Task statement
Filter out every line below that lacks "DateTime", and copy the rest.

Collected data
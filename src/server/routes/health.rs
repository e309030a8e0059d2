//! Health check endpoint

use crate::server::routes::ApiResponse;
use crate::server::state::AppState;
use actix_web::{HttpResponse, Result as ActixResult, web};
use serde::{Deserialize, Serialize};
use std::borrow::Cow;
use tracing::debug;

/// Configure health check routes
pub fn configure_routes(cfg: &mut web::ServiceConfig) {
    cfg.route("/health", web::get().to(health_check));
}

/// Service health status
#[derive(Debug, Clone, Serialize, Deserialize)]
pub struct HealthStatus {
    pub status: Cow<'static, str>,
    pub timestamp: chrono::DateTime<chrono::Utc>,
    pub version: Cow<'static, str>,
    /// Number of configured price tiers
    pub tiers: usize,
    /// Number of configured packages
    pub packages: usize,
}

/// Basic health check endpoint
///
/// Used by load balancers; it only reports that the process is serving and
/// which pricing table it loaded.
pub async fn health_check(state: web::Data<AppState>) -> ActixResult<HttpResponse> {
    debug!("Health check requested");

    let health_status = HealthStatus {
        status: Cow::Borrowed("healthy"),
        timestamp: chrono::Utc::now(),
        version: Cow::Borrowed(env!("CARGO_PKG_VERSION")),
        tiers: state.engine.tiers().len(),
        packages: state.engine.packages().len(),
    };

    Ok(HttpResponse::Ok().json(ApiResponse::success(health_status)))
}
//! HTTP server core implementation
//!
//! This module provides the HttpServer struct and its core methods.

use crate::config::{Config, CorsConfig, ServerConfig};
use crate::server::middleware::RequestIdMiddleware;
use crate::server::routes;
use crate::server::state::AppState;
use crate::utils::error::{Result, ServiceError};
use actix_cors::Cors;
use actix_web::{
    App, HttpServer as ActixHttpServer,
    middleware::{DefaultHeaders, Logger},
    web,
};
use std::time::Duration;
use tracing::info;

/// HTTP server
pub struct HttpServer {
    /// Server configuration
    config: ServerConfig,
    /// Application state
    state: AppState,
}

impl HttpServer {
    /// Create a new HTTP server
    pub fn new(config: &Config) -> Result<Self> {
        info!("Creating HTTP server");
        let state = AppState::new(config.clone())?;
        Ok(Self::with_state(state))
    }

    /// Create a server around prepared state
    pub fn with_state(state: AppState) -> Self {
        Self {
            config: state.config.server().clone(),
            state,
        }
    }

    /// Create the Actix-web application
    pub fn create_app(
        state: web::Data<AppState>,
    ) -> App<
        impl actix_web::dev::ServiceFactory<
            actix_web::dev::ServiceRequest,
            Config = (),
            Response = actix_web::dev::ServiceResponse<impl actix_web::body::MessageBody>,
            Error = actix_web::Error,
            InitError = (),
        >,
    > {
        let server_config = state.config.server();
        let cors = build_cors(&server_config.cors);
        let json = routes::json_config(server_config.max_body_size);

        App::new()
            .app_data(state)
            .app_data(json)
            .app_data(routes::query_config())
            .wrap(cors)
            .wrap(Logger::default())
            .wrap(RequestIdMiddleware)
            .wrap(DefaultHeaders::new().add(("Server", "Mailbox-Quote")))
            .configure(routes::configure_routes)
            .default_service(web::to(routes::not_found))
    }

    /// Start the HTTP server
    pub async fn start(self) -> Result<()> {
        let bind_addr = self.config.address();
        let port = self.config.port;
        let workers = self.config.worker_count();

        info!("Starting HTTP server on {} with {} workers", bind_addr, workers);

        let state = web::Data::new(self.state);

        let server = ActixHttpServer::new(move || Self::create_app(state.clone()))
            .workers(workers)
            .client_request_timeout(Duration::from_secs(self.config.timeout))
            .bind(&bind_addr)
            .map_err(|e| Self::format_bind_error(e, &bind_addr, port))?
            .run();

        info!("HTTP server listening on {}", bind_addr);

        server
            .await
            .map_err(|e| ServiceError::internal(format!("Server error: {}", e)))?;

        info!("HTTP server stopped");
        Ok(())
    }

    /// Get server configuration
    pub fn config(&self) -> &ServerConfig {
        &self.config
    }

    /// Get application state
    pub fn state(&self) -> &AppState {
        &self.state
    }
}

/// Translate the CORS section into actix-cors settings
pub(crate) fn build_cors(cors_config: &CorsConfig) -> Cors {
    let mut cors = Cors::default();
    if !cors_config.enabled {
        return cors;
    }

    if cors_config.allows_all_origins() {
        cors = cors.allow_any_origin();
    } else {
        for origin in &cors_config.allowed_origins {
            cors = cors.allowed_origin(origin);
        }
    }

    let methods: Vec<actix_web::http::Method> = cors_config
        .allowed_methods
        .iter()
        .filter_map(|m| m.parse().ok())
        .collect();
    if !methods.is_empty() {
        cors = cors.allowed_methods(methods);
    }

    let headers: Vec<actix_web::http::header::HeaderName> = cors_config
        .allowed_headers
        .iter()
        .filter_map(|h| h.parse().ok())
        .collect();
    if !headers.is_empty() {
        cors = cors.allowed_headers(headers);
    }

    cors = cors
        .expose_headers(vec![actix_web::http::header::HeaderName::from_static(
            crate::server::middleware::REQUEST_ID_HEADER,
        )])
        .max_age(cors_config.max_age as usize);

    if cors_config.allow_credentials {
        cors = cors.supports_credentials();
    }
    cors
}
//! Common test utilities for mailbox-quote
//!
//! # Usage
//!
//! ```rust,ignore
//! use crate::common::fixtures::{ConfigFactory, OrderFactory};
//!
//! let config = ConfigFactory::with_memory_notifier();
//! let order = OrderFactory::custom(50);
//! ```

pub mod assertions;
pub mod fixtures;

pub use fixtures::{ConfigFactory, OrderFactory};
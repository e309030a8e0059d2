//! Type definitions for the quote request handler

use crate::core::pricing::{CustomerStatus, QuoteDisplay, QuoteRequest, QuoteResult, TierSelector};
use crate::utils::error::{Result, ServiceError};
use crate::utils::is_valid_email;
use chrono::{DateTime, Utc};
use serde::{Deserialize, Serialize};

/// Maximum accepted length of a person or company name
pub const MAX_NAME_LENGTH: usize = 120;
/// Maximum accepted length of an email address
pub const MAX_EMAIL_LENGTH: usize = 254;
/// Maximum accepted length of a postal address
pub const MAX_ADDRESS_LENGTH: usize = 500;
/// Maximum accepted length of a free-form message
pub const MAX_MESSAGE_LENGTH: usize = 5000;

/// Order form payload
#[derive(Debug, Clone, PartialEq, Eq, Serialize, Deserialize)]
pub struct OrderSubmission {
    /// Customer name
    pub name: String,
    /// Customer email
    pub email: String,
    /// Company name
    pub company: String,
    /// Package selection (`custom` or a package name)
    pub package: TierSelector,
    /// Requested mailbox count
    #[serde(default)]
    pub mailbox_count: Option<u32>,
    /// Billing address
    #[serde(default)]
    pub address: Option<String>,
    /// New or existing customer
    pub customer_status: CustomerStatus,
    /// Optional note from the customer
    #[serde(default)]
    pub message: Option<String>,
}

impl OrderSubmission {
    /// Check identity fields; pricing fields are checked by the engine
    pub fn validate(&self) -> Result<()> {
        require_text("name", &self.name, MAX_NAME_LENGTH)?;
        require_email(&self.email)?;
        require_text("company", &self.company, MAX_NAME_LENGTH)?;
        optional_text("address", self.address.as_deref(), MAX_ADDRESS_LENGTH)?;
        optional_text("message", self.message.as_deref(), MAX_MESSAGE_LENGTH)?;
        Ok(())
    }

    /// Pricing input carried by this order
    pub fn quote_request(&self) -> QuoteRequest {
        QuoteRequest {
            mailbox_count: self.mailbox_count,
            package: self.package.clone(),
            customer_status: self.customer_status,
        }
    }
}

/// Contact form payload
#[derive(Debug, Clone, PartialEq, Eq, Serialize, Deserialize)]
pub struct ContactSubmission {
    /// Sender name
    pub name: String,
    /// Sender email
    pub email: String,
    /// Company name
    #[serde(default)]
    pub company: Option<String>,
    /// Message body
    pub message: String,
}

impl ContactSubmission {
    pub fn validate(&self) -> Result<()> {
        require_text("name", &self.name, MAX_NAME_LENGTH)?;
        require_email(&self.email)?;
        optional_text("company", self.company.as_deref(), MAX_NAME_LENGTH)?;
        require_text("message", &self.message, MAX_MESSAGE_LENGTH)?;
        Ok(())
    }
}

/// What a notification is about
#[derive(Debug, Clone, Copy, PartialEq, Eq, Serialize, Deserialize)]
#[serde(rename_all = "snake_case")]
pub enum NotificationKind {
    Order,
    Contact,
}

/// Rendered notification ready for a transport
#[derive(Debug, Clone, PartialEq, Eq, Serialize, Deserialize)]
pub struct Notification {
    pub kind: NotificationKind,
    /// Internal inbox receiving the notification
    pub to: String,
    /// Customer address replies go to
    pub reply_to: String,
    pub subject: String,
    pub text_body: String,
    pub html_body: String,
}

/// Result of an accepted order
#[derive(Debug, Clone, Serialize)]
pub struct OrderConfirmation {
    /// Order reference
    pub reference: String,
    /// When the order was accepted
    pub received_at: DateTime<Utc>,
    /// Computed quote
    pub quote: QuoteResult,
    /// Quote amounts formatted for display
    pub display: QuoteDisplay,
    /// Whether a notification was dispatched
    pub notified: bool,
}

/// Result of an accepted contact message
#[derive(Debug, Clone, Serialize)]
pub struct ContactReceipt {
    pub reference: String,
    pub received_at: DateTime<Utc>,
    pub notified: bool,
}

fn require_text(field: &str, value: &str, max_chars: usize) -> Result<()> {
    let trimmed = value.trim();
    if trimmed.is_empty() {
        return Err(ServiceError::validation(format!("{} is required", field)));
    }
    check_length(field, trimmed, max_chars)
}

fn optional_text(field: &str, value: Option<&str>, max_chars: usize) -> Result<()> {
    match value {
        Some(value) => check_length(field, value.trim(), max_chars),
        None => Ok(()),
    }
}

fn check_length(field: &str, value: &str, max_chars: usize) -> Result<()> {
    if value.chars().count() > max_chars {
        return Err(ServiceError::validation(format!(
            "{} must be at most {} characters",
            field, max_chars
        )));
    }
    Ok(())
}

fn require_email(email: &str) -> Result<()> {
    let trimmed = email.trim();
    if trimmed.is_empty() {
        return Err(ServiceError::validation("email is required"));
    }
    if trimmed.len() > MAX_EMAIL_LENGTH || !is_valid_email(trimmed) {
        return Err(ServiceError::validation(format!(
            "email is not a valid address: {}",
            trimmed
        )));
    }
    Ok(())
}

---

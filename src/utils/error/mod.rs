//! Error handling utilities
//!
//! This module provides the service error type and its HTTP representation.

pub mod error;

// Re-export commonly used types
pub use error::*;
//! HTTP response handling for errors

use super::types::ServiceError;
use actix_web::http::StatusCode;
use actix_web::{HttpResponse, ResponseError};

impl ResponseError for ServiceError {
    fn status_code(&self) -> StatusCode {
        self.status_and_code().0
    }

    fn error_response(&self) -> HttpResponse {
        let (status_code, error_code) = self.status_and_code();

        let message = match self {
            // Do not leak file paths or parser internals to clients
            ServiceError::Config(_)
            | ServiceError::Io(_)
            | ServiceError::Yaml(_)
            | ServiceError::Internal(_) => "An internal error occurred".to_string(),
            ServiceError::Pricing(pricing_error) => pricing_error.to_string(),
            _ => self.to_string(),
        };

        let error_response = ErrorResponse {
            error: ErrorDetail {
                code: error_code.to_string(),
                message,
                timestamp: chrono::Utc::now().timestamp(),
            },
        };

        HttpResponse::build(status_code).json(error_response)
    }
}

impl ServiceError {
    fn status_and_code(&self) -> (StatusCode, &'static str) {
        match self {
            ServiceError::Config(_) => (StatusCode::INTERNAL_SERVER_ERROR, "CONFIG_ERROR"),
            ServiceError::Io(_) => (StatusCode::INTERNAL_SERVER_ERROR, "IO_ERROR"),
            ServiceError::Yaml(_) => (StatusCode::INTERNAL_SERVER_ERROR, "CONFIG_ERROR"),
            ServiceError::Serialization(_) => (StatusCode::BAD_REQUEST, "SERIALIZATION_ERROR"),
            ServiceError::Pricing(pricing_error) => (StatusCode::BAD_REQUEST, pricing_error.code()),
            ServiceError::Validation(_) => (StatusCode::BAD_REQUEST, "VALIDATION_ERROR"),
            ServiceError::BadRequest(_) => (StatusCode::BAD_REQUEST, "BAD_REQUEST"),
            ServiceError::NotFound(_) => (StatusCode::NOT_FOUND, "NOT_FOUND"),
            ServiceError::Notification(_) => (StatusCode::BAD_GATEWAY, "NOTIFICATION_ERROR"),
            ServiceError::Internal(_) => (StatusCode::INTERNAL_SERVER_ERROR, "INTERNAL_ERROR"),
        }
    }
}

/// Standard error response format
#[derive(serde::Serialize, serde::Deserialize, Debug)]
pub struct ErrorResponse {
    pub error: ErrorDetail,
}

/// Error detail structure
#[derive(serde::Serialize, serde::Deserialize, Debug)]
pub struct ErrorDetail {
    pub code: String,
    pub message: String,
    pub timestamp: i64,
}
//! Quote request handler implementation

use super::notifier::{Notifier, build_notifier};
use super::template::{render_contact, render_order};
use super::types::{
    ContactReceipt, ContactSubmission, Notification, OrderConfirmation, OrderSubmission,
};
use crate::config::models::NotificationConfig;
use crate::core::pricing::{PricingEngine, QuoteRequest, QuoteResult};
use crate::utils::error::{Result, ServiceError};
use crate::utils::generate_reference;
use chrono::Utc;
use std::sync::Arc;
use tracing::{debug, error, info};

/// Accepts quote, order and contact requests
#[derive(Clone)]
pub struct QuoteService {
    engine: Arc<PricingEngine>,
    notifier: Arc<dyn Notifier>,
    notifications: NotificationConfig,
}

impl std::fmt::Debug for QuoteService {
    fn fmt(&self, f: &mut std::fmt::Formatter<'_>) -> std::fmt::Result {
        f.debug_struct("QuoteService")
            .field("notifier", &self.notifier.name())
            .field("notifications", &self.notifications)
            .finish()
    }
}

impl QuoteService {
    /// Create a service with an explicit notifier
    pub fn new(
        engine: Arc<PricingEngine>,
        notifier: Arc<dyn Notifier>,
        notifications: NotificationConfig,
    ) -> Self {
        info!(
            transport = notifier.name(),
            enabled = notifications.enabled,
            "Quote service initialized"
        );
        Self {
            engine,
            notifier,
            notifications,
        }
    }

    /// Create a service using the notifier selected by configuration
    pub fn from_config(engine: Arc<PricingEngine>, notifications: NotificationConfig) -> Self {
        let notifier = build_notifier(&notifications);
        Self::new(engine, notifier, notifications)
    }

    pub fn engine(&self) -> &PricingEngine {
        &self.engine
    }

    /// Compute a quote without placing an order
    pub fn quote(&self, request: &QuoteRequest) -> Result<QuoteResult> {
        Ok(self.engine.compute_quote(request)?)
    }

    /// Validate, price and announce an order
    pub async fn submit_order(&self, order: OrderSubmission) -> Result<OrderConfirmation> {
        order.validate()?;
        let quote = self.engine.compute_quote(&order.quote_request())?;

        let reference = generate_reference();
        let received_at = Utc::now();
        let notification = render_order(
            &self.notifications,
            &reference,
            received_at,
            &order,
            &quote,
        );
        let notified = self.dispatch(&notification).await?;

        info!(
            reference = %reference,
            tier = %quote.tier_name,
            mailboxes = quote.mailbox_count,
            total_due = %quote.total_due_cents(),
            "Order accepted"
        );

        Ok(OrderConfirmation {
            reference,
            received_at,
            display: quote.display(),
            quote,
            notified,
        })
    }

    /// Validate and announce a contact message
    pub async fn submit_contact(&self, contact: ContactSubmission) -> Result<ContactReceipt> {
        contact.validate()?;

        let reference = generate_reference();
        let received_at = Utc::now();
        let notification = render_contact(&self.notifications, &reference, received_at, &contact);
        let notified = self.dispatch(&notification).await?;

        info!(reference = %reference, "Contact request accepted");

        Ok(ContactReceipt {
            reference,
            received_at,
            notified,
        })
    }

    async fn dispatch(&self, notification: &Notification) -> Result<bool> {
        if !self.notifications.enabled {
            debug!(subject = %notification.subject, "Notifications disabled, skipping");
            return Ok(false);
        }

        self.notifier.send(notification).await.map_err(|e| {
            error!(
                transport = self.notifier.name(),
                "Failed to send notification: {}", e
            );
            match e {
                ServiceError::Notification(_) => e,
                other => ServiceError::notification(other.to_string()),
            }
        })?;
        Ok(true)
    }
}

---

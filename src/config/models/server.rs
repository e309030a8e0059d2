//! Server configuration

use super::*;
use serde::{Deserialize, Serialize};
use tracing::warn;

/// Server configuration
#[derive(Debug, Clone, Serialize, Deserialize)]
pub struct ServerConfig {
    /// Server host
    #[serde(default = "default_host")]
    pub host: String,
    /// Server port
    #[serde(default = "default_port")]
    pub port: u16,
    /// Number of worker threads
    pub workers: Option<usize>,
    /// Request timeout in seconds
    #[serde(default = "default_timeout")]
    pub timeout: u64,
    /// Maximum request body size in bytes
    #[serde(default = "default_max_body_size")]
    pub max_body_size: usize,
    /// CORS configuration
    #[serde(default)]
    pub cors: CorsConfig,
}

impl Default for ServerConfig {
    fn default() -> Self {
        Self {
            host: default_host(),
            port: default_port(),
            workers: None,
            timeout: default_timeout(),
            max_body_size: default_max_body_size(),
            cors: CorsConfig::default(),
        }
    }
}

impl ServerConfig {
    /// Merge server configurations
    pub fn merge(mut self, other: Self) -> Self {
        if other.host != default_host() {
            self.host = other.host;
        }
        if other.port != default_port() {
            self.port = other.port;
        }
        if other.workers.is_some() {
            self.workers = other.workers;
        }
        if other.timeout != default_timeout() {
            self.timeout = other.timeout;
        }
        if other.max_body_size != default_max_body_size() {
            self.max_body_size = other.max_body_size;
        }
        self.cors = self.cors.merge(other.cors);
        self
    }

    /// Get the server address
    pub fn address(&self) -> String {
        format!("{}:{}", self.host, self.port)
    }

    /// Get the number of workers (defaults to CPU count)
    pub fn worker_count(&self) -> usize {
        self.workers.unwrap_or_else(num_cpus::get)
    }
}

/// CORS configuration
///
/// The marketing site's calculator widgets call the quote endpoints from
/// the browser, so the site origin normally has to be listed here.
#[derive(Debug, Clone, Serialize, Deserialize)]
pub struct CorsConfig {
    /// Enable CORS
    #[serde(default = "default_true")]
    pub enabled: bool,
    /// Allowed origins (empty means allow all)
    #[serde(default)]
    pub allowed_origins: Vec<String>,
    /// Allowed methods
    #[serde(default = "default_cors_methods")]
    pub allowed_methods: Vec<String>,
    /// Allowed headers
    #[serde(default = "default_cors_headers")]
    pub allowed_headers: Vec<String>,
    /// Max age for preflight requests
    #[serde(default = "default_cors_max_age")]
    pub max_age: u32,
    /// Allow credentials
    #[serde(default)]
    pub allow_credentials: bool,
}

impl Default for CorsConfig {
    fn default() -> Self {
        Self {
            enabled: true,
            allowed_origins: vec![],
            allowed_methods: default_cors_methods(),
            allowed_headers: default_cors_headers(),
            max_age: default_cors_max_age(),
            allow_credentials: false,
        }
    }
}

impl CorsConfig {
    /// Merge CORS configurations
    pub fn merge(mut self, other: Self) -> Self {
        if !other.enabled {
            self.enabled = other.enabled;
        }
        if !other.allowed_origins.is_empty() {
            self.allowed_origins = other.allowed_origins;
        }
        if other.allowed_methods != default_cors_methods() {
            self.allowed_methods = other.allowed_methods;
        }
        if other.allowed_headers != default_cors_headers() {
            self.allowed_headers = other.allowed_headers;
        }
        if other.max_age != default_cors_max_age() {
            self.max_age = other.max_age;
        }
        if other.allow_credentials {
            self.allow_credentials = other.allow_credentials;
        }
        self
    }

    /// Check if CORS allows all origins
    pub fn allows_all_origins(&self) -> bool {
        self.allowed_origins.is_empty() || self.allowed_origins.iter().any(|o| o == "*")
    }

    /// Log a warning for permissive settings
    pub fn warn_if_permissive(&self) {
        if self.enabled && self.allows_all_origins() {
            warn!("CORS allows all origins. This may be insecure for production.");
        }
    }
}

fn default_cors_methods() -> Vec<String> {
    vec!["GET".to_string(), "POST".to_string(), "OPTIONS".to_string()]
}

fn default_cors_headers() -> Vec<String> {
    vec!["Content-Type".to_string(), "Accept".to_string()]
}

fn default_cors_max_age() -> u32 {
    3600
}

Exercise answer
    pub timestamp: chrono::DateTime<chrono::Utc>,
use chrono::{DateTime, Utc};
    pub received_at: DateTime<Utc>,
    pub received_at: DateTime<Utc>,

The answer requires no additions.